A single number is the answer: the count of lines in the records that hold the word "pattern".
─── EXCERPTED DATA
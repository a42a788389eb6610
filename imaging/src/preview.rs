//! Before/after comparison images
//!
//! Renders a raw frame and its calibrated counterpart side by side as an
//! 8-bit PNG. Each half is stretched independently between its own low and
//! high percentiles so both are readable even though calibration changes the
//! pixel scale.

use crate::CcdFrame;
use image::{GrayImage, Luma};
use std::path::Path;

const LOW_PERCENTILE: f64 = 1.0;
const HIGH_PERCENTILE: f64 = 99.5;
const GAP: u32 = 8;

/// Value at percentile `p` (0-100) of the finite samples, nearest rank
fn percentile(sorted: &[f64], p: f64) -> f64 {
    if sorted.is_empty() {
        return 0.0;
    }
    let rank = (p / 100.0 * (sorted.len() - 1) as f64).round() as usize;
    sorted[rank.min(sorted.len() - 1)]
}

/// Stretch limits for a frame
pub fn stretch_limits(frame: &CcdFrame) -> (f64, f64) {
    let mut finite: Vec<f64> = frame.data.iter().copied().filter(|v| v.is_finite()).collect();
    finite.sort_by(|a, b| a.total_cmp(b));
    (percentile(&finite, LOW_PERCENTILE), percentile(&finite, HIGH_PERCENTILE))
}

fn draw_stretched(canvas: &mut GrayImage, frame: &CcdFrame, x_offset: u32, y_offset: u32) {
    let (low, high) = stretch_limits(frame);
    let range = if high > low { high - low } else { 1.0 };

    for y in 0..frame.height {
        for x in 0..frame.width {
            let value = frame.get(x, y);
            let level = if value.is_finite() {
                ((value - low) / range * 255.0).clamp(0.0, 255.0) as u8
            } else {
                0
            };
            // FITS row 0 is the bottom of the image
            let py = y_offset + (frame.height - 1 - y) as u32;
            canvas.put_pixel(x_offset + x as u32, py, Luma([level]));
        }
    }
}

/// Place `before` on the left and `after` on the right
pub fn render_comparison(before: &CcdFrame, after: &CcdFrame) -> GrayImage {
    let width = before.width as u32 + GAP + after.width as u32;
    let height = before.height.max(after.height) as u32;
    let mut canvas = GrayImage::from_pixel(width, height, Luma([0]));

    draw_stretched(&mut canvas, before, 0, height - before.height as u32);
    draw_stretched(&mut canvas, after, before.width as u32 + GAP, height - after.height as u32);
    canvas
}

/// Render and save a comparison image; the format follows the extension
pub fn save_comparison(path: &Path, before: &CcdFrame, after: &CcdFrame) -> Result<(), image::ImageError> {
    render_comparison(before, after).save(path)?;
    tracing::debug!("Wrote comparison image {}", path.display());
    Ok(())
}

#[cfg(test)]
mod tests {
    use super::*;

    #[test]
    fn test_comparison_layout_with_trimmed_after() {
        let before = CcdFrame::filled(10, 6, 100.0);
        let after = CcdFrame::filled(8, 6, 1.0);
        let image = render_comparison(&before, &after);
        assert_eq!(image.dimensions(), (10 + GAP + 8, 6));
    }

    #[test]
    fn test_stretch_maps_extremes() {
        let data: Vec<f64> = (0..200).map(f64::from).collect();
        let frame = CcdFrame::new(20, 10, data, Default::default()).unwrap();
        let (low, high) = stretch_limits(&frame);
        assert_eq!(low, 2.0);
        assert_eq!(high, 198.0);

        let image = render_comparison(&frame, &frame);
        // Bottom-left sample (row 0, col 0) is below the low limit
        assert_eq!(image.get_pixel(0, 9)[0], 0);
        // Top-right sample of the left half is above the high limit
        assert_eq!(image.get_pixel(19, 0)[0], 255);
    }

    #[test]
    fn test_save_png() {
        let dir = tempfile::tempdir().unwrap();
        let path = dir.path().join("cmp.png");
        let frame = CcdFrame::filled(4, 4, 5.0);
        save_comparison(&path, &frame, &frame).unwrap();
        assert!(path.exists());
    }
}
use std::collections::HashMap;
use std::env;
use std::result::Result as DefaultResult;

use serde_json::Value as JsnVal;

use super::AbstractConfidentiality;
use crate::error::{AppConfidentialityError, AppErrorCode};

/// Maps a confidential path to environment variable, e.g. with prefix
/// `STOREFRONT` the path `razorpay/key_id` is read from
/// `STOREFRONT_RAZORPAY_KEY_ID`
pub struct EnvVarConfidentiality {
    _prefix: String,
    // snapshot taken at build time, later changes to process environment are not visible
    _snapshot: HashMap<String, String>,
}

impl EnvVarConfidentiality {
    pub fn build(prefix: &str) -> Self {
        let _prefix = prefix.to_uppercase();
        let pattern = _prefix.clone() + "_";
        let iter = env::vars().filter(|(k, _v)| k.starts_with(pattern.as_str()));
        Self {
            _prefix,
            _snapshot: HashMap::from_iter(iter),
        }
    }

    pub fn var_name(&self, id_: &str) -> String {
        let suffix = id_
            .split('/')
            .filter(|tok| !tok.is_empty())
            .map(|tok| tok.replace('-', "_").to_uppercase())
            .collect::<Vec<_>>()
            .join("_");
        format!("{}_{}", self._prefix, suffix)
    }
}

impl AbstractConfidentiality for EnvVarConfidentiality {
    fn try_get_payload(&self, id_: &str) -> DefaultResult<String, AppConfidentialityError> {
        let key = self.var_name(id_);
        let raw = self
            ._snapshot
            .get(key.as_str())
            .ok_or(AppConfidentialityError {
                code: AppErrorCode::NoConfidentialityCfg,
                detail: format!("env-var-missing: {key}"),
            })?;
        if raw.is_empty() {
            return Err(AppConfidentialityError {
                code: AppErrorCode::EmptyInputData,
                detail: format!("env-var-empty: {key}"),
            });
        }
        // structured secret (e.g. database credential) is given as JSON object
        let trimmed = raw.trim_start();
        if trimmed.starts_with('{') || trimmed.starts_with('[') {
            serde_json::from_str::<JsnVal>(raw.as_str())
                .map(|v| v.to_string())
                .map_err(|e| AppConfidentialityError {
                    code: AppErrorCode::InvalidJsonFormat,
                    detail: format!("{key}, {e}"),
                })
        } else {
            Ok(JsnVal::String(raw.clone()).to_string())
        }
    }
}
──────
*RESPONSE*:
2